International Space Station Commander (ISS) Mike Fincke and Flight Engineer Yury Lonchakov are hard at work outside the station.
It's the first spacewalk, or EVA, for Lonchakov and the fifth for Fincke. The team was about 40 minutes behind their original timeline in getting started on their six-hour-plus mission.
Shown above in this screen grab from NASA TV: Fincke, temporarily upright in this shot. The astronauts, orbiting 200 miles above Earth, often work upside down or in other positions to reach station components. "Up/down" orientation is very different in space than it is on Earth.

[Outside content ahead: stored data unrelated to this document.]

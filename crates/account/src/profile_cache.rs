//! Per-view cache of the signed-in user's profile.
//!
//! Loads are split into [`ProfileCache::begin`], which issues a ticket tagged
//! with the session generation, and [`ProfileCache::complete`], which applies
//! the result only if that ticket is still current. A response that arrives
//! after the identity changed is dropped instead of overwriting newer state.

use merx_shared::api::auth::Identity;
use merx_shared::api::profile::Profile;
use merx_shared::ids::UserId;

use crate::backend::AccountBackend;
use crate::error::AccountError;
use crate::session::{SessionSnapshot, SessionStore};

/// Tag attached to one outstanding profile request.
#[derive(Debug, Clone, Copy, PartialEq, Eq)]
pub struct ProfileTicket {
    pub generation: u64,
    pub user_id: UserId,
    seq: u64,
}

#[derive(Debug, Default)]
pub struct ProfileCache {
    profile: Option<Profile>,
    pending: Option<ProfileTicket>,
    issued: u64,
    loaded_generation: Option<u64>,
    last_error: Option<AccountError>,
}

impl ProfileCache {
    pub fn new() -> Self {
        Self::default()
    }

    pub fn profile(&self) -> Option<&Profile> {
        self.profile.as_ref()
    }

    pub fn is_loading(&self) -> bool {
        self.pending.is_some()
    }

    /// Non-fatal error from the most recent load.
    pub fn last_error(&self) -> Option<&AccountError> {
        self.last_error.as_ref()
    }

    /// Session generation the cached state belongs to.
    pub fn loaded_generation(&self) -> Option<u64> {
        self.loaded_generation
    }

    pub fn clear(&mut self, generation: u64) {
        self.profile = None;
        self.pending = None;
        self.last_error = None;
        self.loaded_generation = Some(generation);
    }

    /// Start a load for the snapshot's identity.
    ///
    /// Clears the cache and returns `None` when nobody is signed in. Any
    /// profile belonging to a different user is dropped right away.
    pub fn begin(&mut self, snapshot: &SessionSnapshot) -> Option<ProfileTicket> {
        let Some(user_id) = snapshot.user_id() else {
            self.clear(snapshot.generation);
            return None;
        };

        if self.profile.as_ref().is_some_and(|p| p.id != user_id) {
            self.profile = None;
        }

        self.issued += 1;
        let ticket = ProfileTicket {
            generation: snapshot.generation,
            user_id,
            seq: self.issued,
        };
        self.pending = Some(ticket);
        Some(ticket)
    }

    /// Apply a finished load. Returns `false` if the result was discarded.
    pub fn complete(
        &mut self,
        ticket: ProfileTicket,
        result: Result<Profile, AccountError>,
        current: &SessionSnapshot,
    ) -> bool {
        if self.pending != Some(ticket) {
            tracing::debug!(user_id = %ticket.user_id, "discarding superseded profile response");
            return false;
        }
        self.pending = None;

        if !current.holds(ticket.user_id, ticket.generation) {
            tracing::debug!(user_id = %ticket.user_id, "discarding profile response for previous session");
            return false;
        }

        match result {
            Ok(profile) if profile.id == ticket.user_id => {
                self.profile = Some(profile);
                self.last_error = None;
            }
            Ok(profile) => {
                tracing::warn!(
                    expected = %ticket.user_id,
                    received = %profile.id,
                    "profile response for a different user"
                );
                self.profile = None;
                self.last_error = Some(AccountError::Remote(
                    "profile response for a different user".into(),
                ));
            }
            Err(e) => {
                tracing::warn!(error = %e, user_id = %ticket.user_id, "error fetching profile");
                self.profile = None;
                self.last_error = Some(e);
            }
        }
        self.loaded_generation = Some(ticket.generation);
        true
    }

    /// Load the profile for the store's current identity.
    pub async fn load(&mut self, backend: &dyn AccountBackend, session: &SessionStore) -> bool {
        let Some(ticket) = self.begin(&session.current()) else {
            return false;
        };
        let result = backend.get_profile(ticket.user_id).await;
        self.complete(ticket, result, &session.current())
    }

    /// Header label: full name, then username, then the identity's email.
    pub fn display_name(&self, identity: Option<&Identity>) -> String {
        let email = identity.map(|i| i.email.as_str()).unwrap_or_default();
        match (&self.profile, identity) {
            (Some(profile), Some(identity)) if profile.id == identity.id => {
                profile.display_name(email).to_string()
            }
            _ => email.to_string(),
        }
    }
}
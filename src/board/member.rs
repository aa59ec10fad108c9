//! Member registry: normalizes raw user records into board members.
//!
//! Upstream records name their identifier either `id` or `_id`, sometimes
//! wrapped as a Mongo `{"$oid": "..."}` object. Everything past this module
//! only ever sees the canonical `Member::id`.

use schemars::JsonSchema;
use serde::{de, Deserialize, Deserializer, Serialize};
use serde_json::Value;
use std::cmp::Ordering;
use std::collections::HashSet;
use tracing::{debug, warn};
use unicode_normalization::char::is_combining_mark;
use unicode_normalization::UnicodeNormalization;

/// A normalized team-roster entry available for assignment
#[derive(Debug, Clone, PartialEq, Eq, Serialize, Deserialize, JsonSchema)]
pub struct Member {
    /// Canonical identifier, whatever key the upstream record used
    pub id: String,

    /// Display name formatted as "First Last"
    pub name: String,

    /// Avatar URL, if the record carried one
    #[serde(default)]
    pub avatar: Option<String>,
}

/// Read-only roster of members for one project, sorted by display name
#[derive(Debug, Clone, Default)]
pub struct MemberRegistry {
    members: Vec<Member>,
}

impl MemberRegistry {
    /// Build the roster from raw user records, keeping only users of `project_id`.
    ///
    /// Records without an identifier or with a blank name are skipped. When the
    /// same id shows up twice the first record wins.
    pub fn from_records(records: &[Value], project_id: &str) -> Self {
        let mut seen = HashSet::new();
        let mut members = Vec::new();

        for record in records {
            let Some(id) = record_id(record) else {
                warn!("Skipping user record without an id");
                continue;
            };
            if !belongs_to_project(record, project_id) {
                continue;
            }
            let name = record
                .get("name")
                .and_then(Value::as_str)
                .map(format_display_name)
                .unwrap_or_default();
            if name.is_empty() {
                warn!("Skipping user '{}' with a blank name", id);
                continue;
            }
            if !seen.insert(id.clone()) {
                debug!("Duplicate user record '{}' ignored", id);
                continue;
            }
            let avatar = record
                .get("avatar")
                .and_then(Value::as_str)
                .filter(|url| !url.trim().is_empty())
                .map(str::to_string);

            members.push(Member { id, name, avatar });
        }

        members.sort_by(|a, b| compare_names(&a.name, &b.name));
        debug!(
            "Registry built with {} members for project '{}'",
            members.len(),
            project_id
        );
        Self { members }
    }

    /// Wrap members that are already normalized (sorted here regardless)
    #[cfg(test)]
    pub fn from_members(mut members: Vec<Member>) -> Self {
        members.sort_by(|a, b| compare_names(&a.name, &b.name));
        Self { members }
    }

    pub fn members(&self) -> &[Member] {
        &self.members
    }

    pub fn get(&self, id: &str) -> Option<&Member> {
        self.members.iter().find(|m| m.id == id)
    }

    pub fn len(&self) -> usize {
        self.members.len()
    }

    pub fn is_empty(&self) -> bool {
        self.members.is_empty()
    }
}

/// Format a free-text name as "First Last", title-casing both tokens.
///
/// `"MARIA DA SILVA"` becomes `"Maria Silva"`; a single token is kept alone.
pub fn format_display_name(raw: &str) -> String {
    let tokens: Vec<&str> = raw.split_whitespace().collect();
    match tokens.as_slice() {
        [] => String::new(),
        [only] => title_case(only),
        [first, .., last] => format!("{} {}", title_case(first), title_case(last)),
    }
}

fn title_case(token: &str) -> String {
    let lower = token.to_lowercase();
    let mut chars = lower.chars();
    match chars.next() {
        Some(first) => first.to_uppercase().chain(chars).collect(),
        None => String::new(),
    }
}

/// Locale-friendly ordering: accents and case are ignored first, then the
/// raw strings break ties so the order is total.
pub fn compare_names(a: &str, b: &str) -> Ordering {
    collation_key(a)
        .cmp(&collation_key(b))
        .then_with(|| a.cmp(b))
}

fn collation_key(value: &str) -> String {
    value
        .nfd()
        .filter(|c| !is_combining_mark(*c))
        .flat_map(char::to_lowercase)
        .collect()
}

/// Extract an identifier from `id`, `_id`, or a Mongo `{"$oid": ..}` wrapper
pub fn record_id(record: &Value) -> Option<String> {
    ["id", "_id"]
        .iter()
        .filter_map(|key| record.get(*key))
        .find_map(id_value)
}

/// Serde adapter so demand, ref and project ids accept the same shapes as
/// user records: strings, numbers and `{"$oid": ..}`.
pub(super) fn deserialize_id<'de, D>(deserializer: D) -> Result<String, D::Error>
where
    D: Deserializer<'de>,
{
    let value = Value::deserialize(deserializer)?;
    id_value(&value).ok_or_else(|| {
        de::Error::custom(format!(
            "expected a string, number or {{\"$oid\": ..}} id, found {}",
            value
        ))
    })
}

fn id_value(value: &Value) -> Option<String> {
    match value {
        Value::String(s) if !s.trim().is_empty() => Some(s.trim().to_string()),
        Value::Number(n) => Some(n.to_string()),
        Value::Object(map) => map.get("$oid").and_then(id_value),
        _ => None,
    }
}

fn belongs_to_project(record: &Value, project_id: &str) -> bool {
    let matches = |value: &Value| {
        id_value(value)
            .or_else(|| record_id(value))
            .is_some_and(|id| id == project_id)
    };

    if ["project", "projectId"]
        .iter()
        .filter_map(|key| record.get(*key))
        .any(matches)
    {
        return true;
    }

    record
        .get("projects")
        .and_then(Value::as_array)
        .is_some_and(|projects| projects.iter().any(matches))
}
//! Shared widgets and the board's color theme

use ratatui::layout::Rect;
use ratatui::style::{Color, Modifier, Style};
use ratatui::text::{Line, Span};
use ratatui::widgets::{Block, BorderType, Borders, Clear, Paragraph};
use ratatui::Frame;

pub const COLOR_BG: Color = Color::Rgb(17, 19, 26);
pub const COLOR_PANEL: Color = Color::Rgb(24, 27, 36);
pub const COLOR_ACCENT: Color = Color::Rgb(122, 132, 153);
pub const COLOR_FOCUS: Color = Color::Cyan;
/// Border of the column under the dragged card
pub const COLOR_DROP: Color = Color::Green;
pub const COLOR_DRAG: Color = Color::Yellow;

/// Status message tone for styling
#[derive(Clone, Copy, Default)]
pub enum StatusTone {
    #[default]
    Info,
    Success,
    Warning,
    Error,
}

impl StatusTone {
    pub fn color(self) -> Color {
        match self {
            StatusTone::Info => Color::Cyan,
            StatusTone::Success => Color::Green,
            StatusTone::Warning => Color::Yellow,
            StatusTone::Error => Color::Red,
        }
    }

    fn marker(self) -> &'static str {
        match self {
            StatusTone::Info => "·",
            StatusTone::Success => "✓",
            StatusTone::Warning => "!",
            StatusTone::Error => "✗",
        }
    }
}

/// Rounded panel with a bold title in the border color
pub fn themed_block(title: impl Into<String>, border_color: Color) -> Block<'static> {
    let title = title.into();
    let block = Block::default()
        .borders(Borders::ALL)
        .border_type(BorderType::Rounded)
        .border_style(Style::default().fg(border_color))
        .style(Style::default().bg(COLOR_PANEL).fg(Color::White));
    if title.is_empty() {
        return block;
    }
    block.title(Span::styled(
        format!(" {} ", title),
        Style::default()
            .fg(border_color)
            .add_modifier(Modifier::BOLD),
    ))
}

/// Rect of `percent_x` by `percent_y` of `area`, centered in it
pub fn centered_rect(percent_x: u16, percent_y: u16, area: Rect) -> Rect {
    let width = (area.width as u32 * percent_x.min(100) as u32 / 100) as u16;
    let height = (area.height as u32 * percent_y.min(100) as u32 / 100) as u16;
    Rect {
        x: area.x + (area.width - width) / 2,
        y: area.y + (area.height - height) / 2,
        width,
        height,
    }
}

/// One-line search bar pinned above the bottom edge while search mode is on
pub fn draw_search_prompt(frame: &mut Frame<'_>, area: Rect, query: &str) {
    let height = 3;
    if area.height < height + 2 || area.width < 8 {
        return;
    }
    let bar = Rect {
        x: area.x + 2,
        y: area.y + area.height - height - 1,
        width: area.width - 4,
        height,
    };
    frame.render_widget(Clear, bar);
    let line = Line::from(vec![
        Span::styled("/", Style::default().fg(COLOR_FOCUS)),
        Span::raw(query.to_string()),
        Span::styled("▏", Style::default().fg(COLOR_FOCUS)),
    ]);
    frame.render_widget(
        Paragraph::new(line).block(themed_block("Search members", COLOR_FOCUS)),
        bar,
    );
}

/// Floating card with the dragged member's name, drawn beside the pointer
pub fn draw_drag_preview(frame: &mut Frame<'_>, area: Rect, anchor: (u16, u16), name: &str) {
    let width = (name.chars().count() as u16 + 4).min(area.width);
    let height = 3;
    if area.height < height || width == 0 {
        return;
    }
    let popup = Rect {
        x: anchor.0.saturating_add(2).min(area.x + area.width - width),
        y: anchor.1.min(area.y + area.height - height),
        width,
        height,
    };
    frame.render_widget(Clear, popup);
    let paragraph = Paragraph::new(name.to_string())
        .style(Style::default().fg(COLOR_DRAG).add_modifier(Modifier::BOLD))
        .block(themed_block("", COLOR_DRAG));
    frame.render_widget(paragraph, popup);
}

/// Status panel: toned message, board state, key hints
pub fn draw_status_bar(
    frame: &mut Frame<'_>,
    area: Rect,
    message: &str,
    tone: StatusTone,
    state_line: &str,
    help_line: &str,
) {
    let tone_style = Style::default().fg(tone.color());
    let lines = vec![
        Line::from(vec![
            Span::styled(format!("{} ", tone.marker()), tone_style),
            Span::styled(message.to_string(), tone_style.add_modifier(Modifier::BOLD)),
        ]),
        Line::styled(state_line.to_string(), Style::default().fg(Color::White)),
        Line::styled(help_line.to_string(), Style::default().fg(COLOR_ACCENT)),
    ];
    frame.render_widget(
        Paragraph::new(lines).block(themed_block("Status", COLOR_ACCENT)),
        area,
    );
}

/// First visible row of a list `height` rows tall, moved just enough to keep
/// `selected` on screen
pub fn scroll_offset(selected: Option<usize>, offset: usize, height: usize, len: usize) -> usize {
    let mut offset = offset;
    if let Some(selected) = selected {
        if selected < offset {
            offset = selected;
        } else if height > 0 && selected >= offset + height {
            offset = selected + 1 - height;
        }
    }
    offset.min(len.saturating_sub(1))
}

/// Whether a terminal cell lies inside `rect`
pub fn rect_contains(rect: Rect, column: u16, row: u16) -> bool {
    column >= rect.x
        && column < rect.x.saturating_add(rect.width)
        && row >= rect.y
        && row < rect.y.saturating_add(rect.height)
}
#[cfg(test)]
mod tests {
    use super::*;
    use crate::board::demand::RegionCode;
    use crate::board::drag::DragPhase;
    use serde_json::json;

    fn scenario_board(kind: BoardKind) -> AssignmentBoard {
        let members = vec![
            json!({"id": "1", "name": "Ana Silva", "project": "p1"}),
            json!({"id": "2", "name": "Bruno Costa", "project": "p1"}),
        ];
        let demands = vec![
            Demand {
                id: "d1".into(),
                name: "Suporte".into(),
                assigned: vec![],
            },
            Demand {
                id: "d2".into(),
                name: "Triagem".into(),
                assigned: vec![],
            },
        ];
        let project = Project {
            id: "p1".into(),
            name: None,
        };
        AssignmentBoard::new(Some(project), kind, &members, demands)
    }

    fn ids(board: &AssignmentBoard, demand_id: &str) -> Vec<String> {
        board
            .demand(demand_id)
            .unwrap()
            .assigned
            .iter()
            .map(|r| r.member_id().to_string())
            .collect()
    }

    #[test]
    fn test_assignment_scenario() {
        let mut board = scenario_board(BoardKind::Demand);

        assert_eq!(board.assign("1", "d1"), Mutation::Applied);
        assert_eq!(ids(&board, "d1"), vec!["1"]);

        assert_eq!(board.assign("1", "d2"), Mutation::Applied);
        assert_eq!(ids(&board, "d1"), vec!["1"]);
        assert_eq!(ids(&board, "d2"), vec!["1"]);
        assert_eq!(board.assignment_count("1"), 2);

        assert_eq!(board.unassign("1", "d1"), Mutation::Applied);
        assert!(ids(&board, "d1").is_empty());
        assert_eq!(ids(&board, "d2"), vec!["1"]);
        assert_eq!(board.assignment_count("1"), 1);

        assert_eq!(board.assign("1", "d1"), Mutation::Applied);
        assert_eq!(
            board.assign("1", "d1"),
            Mutation::Unchanged(NoOpReason::AlreadyAssigned)
        );
        assert_eq!(ids(&board, "d1"), vec!["1"]);
    }

    #[test]
    fn test_no_duplicates_over_many_assigns() {
        let mut board = scenario_board(BoardKind::Assignment);
        for _ in 0..5 {
            board.assign("2", "d1");
            board.assign("1", "d1");
        }
        assert_eq!(ids(&board, "d1"), vec!["2", "1"]);
    }

    #[test]
    fn test_unassign_absent_and_unknown() {
        let mut board = scenario_board(BoardKind::Demand);
        assert_eq!(
            board.unassign("1", "d1"),
            Mutation::Unchanged(NoOpReason::NotAssigned)
        );
        assert_eq!(
            board.unassign("1", "nope"),
            Mutation::Unchanged(NoOpReason::UnknownDemand)
        );
        assert_eq!(
            board.assign("1", "nope"),
            Mutation::Unchanged(NoOpReason::UnknownDemand)
        );
        assert!(board.drain_intents().is_empty());
    }

    #[test]
    fn test_counts_match_demands() {
        let mut board = scenario_board(BoardKind::Demand);
        board.assign("1", "d1");
        board.assign("2", "d1");
        board.assign("2", "d2");
        board.unassign("1", "d1");
        board.assign("1", "d2");

        let counts = board.assignment_counts();
        for member in board.members() {
            let expected = board
                .demands()
                .iter()
                .filter(|d| d.assigned.iter().any(|r| r.member_id() == member.id))
                .count();
            assert_eq!(counts[&member.id], expected);
        }
        assert_eq!(counts["1"], 1);
        assert_eq!(counts["2"], 2);
    }

    #[test]
    fn test_regional_update_scenario() {
        let mut board = scenario_board(BoardKind::Assignment);
        board.assign("1", "d2");
        let before = board.demand("d2").cloned();

        let regional = Regional::new(RegionCode::Rsi, RegionCode::Rsc);
        assert_eq!(board.update_regional("1", "d2", regional), Mutation::Applied);
        assert_eq!(board.regional("1", "d2"), Some(regional));

        let snapshot = board.demand("d2").cloned();
        assert_eq!(
            board.update_regional("2", "d2", regional),
            Mutation::Unchanged(NoOpReason::NotAssigned)
        );
        assert_eq!(board.demand("d2").cloned(), snapshot);
        assert_ne!(before, snapshot);
    }

    #[test]
    fn test_regional_upgrades_bare_ref() {
        let mut board = scenario_board(BoardKind::Demand);
        board.assign("1", "d1");
        assert_eq!(board.demand("d1").unwrap().assigned[0], MemberRef::Bare("1".into()));

        let regional = Regional::new(RegionCode::Rmn, RegionCode::Rms);
        board.update_regional("1", "d1", regional);
        assert_eq!(
            board.demand("d1").unwrap().assigned[0],
            MemberRef::Tracked {
                user_id: "1".into(),
                regional
            }
        );
    }

    #[test]
    fn test_regional_rejects_equal_codes() {
        let mut board = scenario_board(BoardKind::Assignment);
        board.assign("1", "d1");
        let bad = Regional::new(RegionCode::Rsi, RegionCode::Rsi);
        assert_eq!(
            board.update_regional("1", "d1", bad),
            Mutation::Unchanged(NoOpReason::InvalidRegional)
        );
        assert_eq!(board.regional("1", "d1"), Some(Regional::default()));
    }

    #[test]
    fn test_drop_assigns_before_idle() {
        let mut board = scenario_board(BoardKind::Demand);
        board.begin_drag("1");
        board.hover(Some("d1"));
        assert_eq!(board.drag().hover_target(), Some("d1"));
        assert_eq!(board.active_member().map(|m| m.name.as_str()), Some("Ana Silva"));

        let (end, outcome) = board.drop_on(Some("d1"));
        assert!(matches!(end, DragEnd::Dropped { .. }));
        assert_eq!(outcome, Some(Mutation::Applied));
        assert_eq!(board.drag().phase(), DragPhase::Idle);
        assert!(board.active_member().is_none());
        assert_eq!(ids(&board, "d1"), vec!["1"]);
    }

    #[test]
    fn test_cancelled_drag_leaves_demands_unchanged() {
        let mut board = scenario_board(BoardKind::Demand);
        board.assign("2", "d2");
        board.drain_intents();
        let before = board.demands().to_vec();

        board.begin_drag("1");
        board.hover(Some("d1"));
        board.hover(None);
        let (end, outcome) = board.drop_on(None);
        assert_eq!(end, DragEnd::Cancelled);
        assert_eq!(outcome, None);
        assert_eq!(board.demands(), before.as_slice());

        board.begin_drag("1");
        board.cancel_drag();
        board.begin_drag("2");
        board.pointer_lost();
        assert_eq!(board.demands(), before.as_slice());
        assert!(board.drag().active_id().is_none());
        assert!(board.drain_intents().is_empty());
    }

    #[test]
    fn test_hover_ignores_unknown_columns() {
        let mut board = scenario_board(BoardKind::Demand);
        board.begin_drag("1");
        board.hover(Some("ghost"));
        assert_eq!(board.drag().hover_target(), None);
    }

    #[test]
    fn test_filtered_members_follow_query() {
        let mut board = scenario_board(BoardKind::Demand);
        assert_eq!(board.filtered_members().len(), 2);
        board.set_query("cos");
        let names: Vec<&str> = board.filtered_members().iter().map(|m| m.name.as_str()).collect();
        assert_eq!(names, vec!["Bruno Costa"]);
        board.set_query("");
        assert_eq!(board.filtered_members().len(), 2);
    }

    #[test]
    fn test_missing_project_degrades_to_empty() {
        let members = vec![json!({"id": "1", "name": "Ana Silva", "project": "p1"})];
        let board = AssignmentBoard::new(None, BoardKind::Demand, &members, vec![]);
        assert!(board.filtered_members().is_empty());
        assert!(board.assignment_counts().is_empty());
        assert!(board.active_member().is_none());
    }

    #[test]
    fn test_seeded_duplicates_collapsed() {
        let demands = vec![Demand {
            id: "d1".into(),
            name: "Suporte".into(),
            assigned: vec![MemberRef::Bare("1".into()), MemberRef::Bare("1".into())],
        }];
        let project = Project {
            id: "p1".into(),
            name: None,
        };
        let board = AssignmentBoard::new(Some(project), BoardKind::Demand, &[], demands);
        assert_eq!(board.demand("d1").unwrap().assigned.len(), 1);
    }

    #[test]
    fn test_intents_only_for_applied_mutations() {
        let mut board = scenario_board(BoardKind::Assignment);
        board.assign("1", "d1");
        board.assign("1", "d1");
        board.unassign("2", "d1");
        board.update_regional("1", "d1", Regional::new(RegionCode::Rsi, RegionCode::Rsc));

        let mut sink: Vec<BoardIntent> = Vec::new();
        let flushed = board.flush_intents(&mut sink).unwrap();
        assert_eq!(flushed, 2);
        assert!(matches!(sink[0], BoardIntent::Assign { .. }));
        assert!(matches!(sink[1], BoardIntent::UpdateRegional { .. }));
        assert!(board.pending_intents().is_empty());
    }

    /// Accepts `accept` intents, then fails every write
    struct FlakySink {
        accept: usize,
        calls: usize,
        seen: Vec<BoardIntent>,
    }

    impl IntentSink for FlakySink {
        fn emit(&mut self, intent: &BoardIntent) -> Result<(), JournalError> {
            self.calls += 1;
            if self.seen.len() >= self.accept {
                return Err(JournalError::Write(std::io::Error::new(
                    std::io::ErrorKind::Other,
                    "disk full",
                )));
            }
            self.seen.push(intent.clone());
            Ok(())
        }
    }

    #[test]
    fn test_failed_flush_keeps_unsent_intents() {
        let mut board = scenario_board(BoardKind::Demand);
        board.assign("1", "d1");
        board.assign("2", "d1");
        board.assign("1", "d2");

        let mut flaky = FlakySink {
            accept: 1,
            calls: 0,
            seen: Vec::new(),
        };
        assert!(board.flush_intents(&mut flaky).is_err());
        assert_eq!(flaky.calls, 2);
        assert_eq!(flaky.seen.len(), 1);
        assert_eq!(board.pending_intents().len(), 2);

        let mut healthy: Vec<BoardIntent> = Vec::new();
        assert_eq!(board.flush_intents(&mut healthy).unwrap(), 2);
        assert_eq!(healthy[0].member_id(), "2");
        assert_eq!(healthy[0].demand_id(), "d1");
        assert_eq!(healthy[1].member_id(), "1");
        assert_eq!(healthy[1].demand_id(), "d2");
        assert!(board.pending_intents().is_empty());
    }
}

How can you tell the two white-suited spacewalkers apart? Lonchakov's Russian Orlan spacesuit has blue tripes; Fincke's matching suit has red stripes. Regardless of which style of spacesuit is used, Russian or American, working in them is very physically hard, and requires extensive training, as my spacesuit guide reveals.
Both the Russian control center and NASA mission control can be heard on the broadcast. When you listen in, you'll also get to hear conversations in Russian, translated in flow.
The Expedition 18 spacewalkers are installing new science experiments and a probe to monitor electromagnetic energy. The probe will help mission control engineers determine whether or not EM energy affected Russian pyrotechnical separation bolts, thereby causing steeper-than-normal reentries of the Expedition 15 and Expedition 16 Soyuz capsules.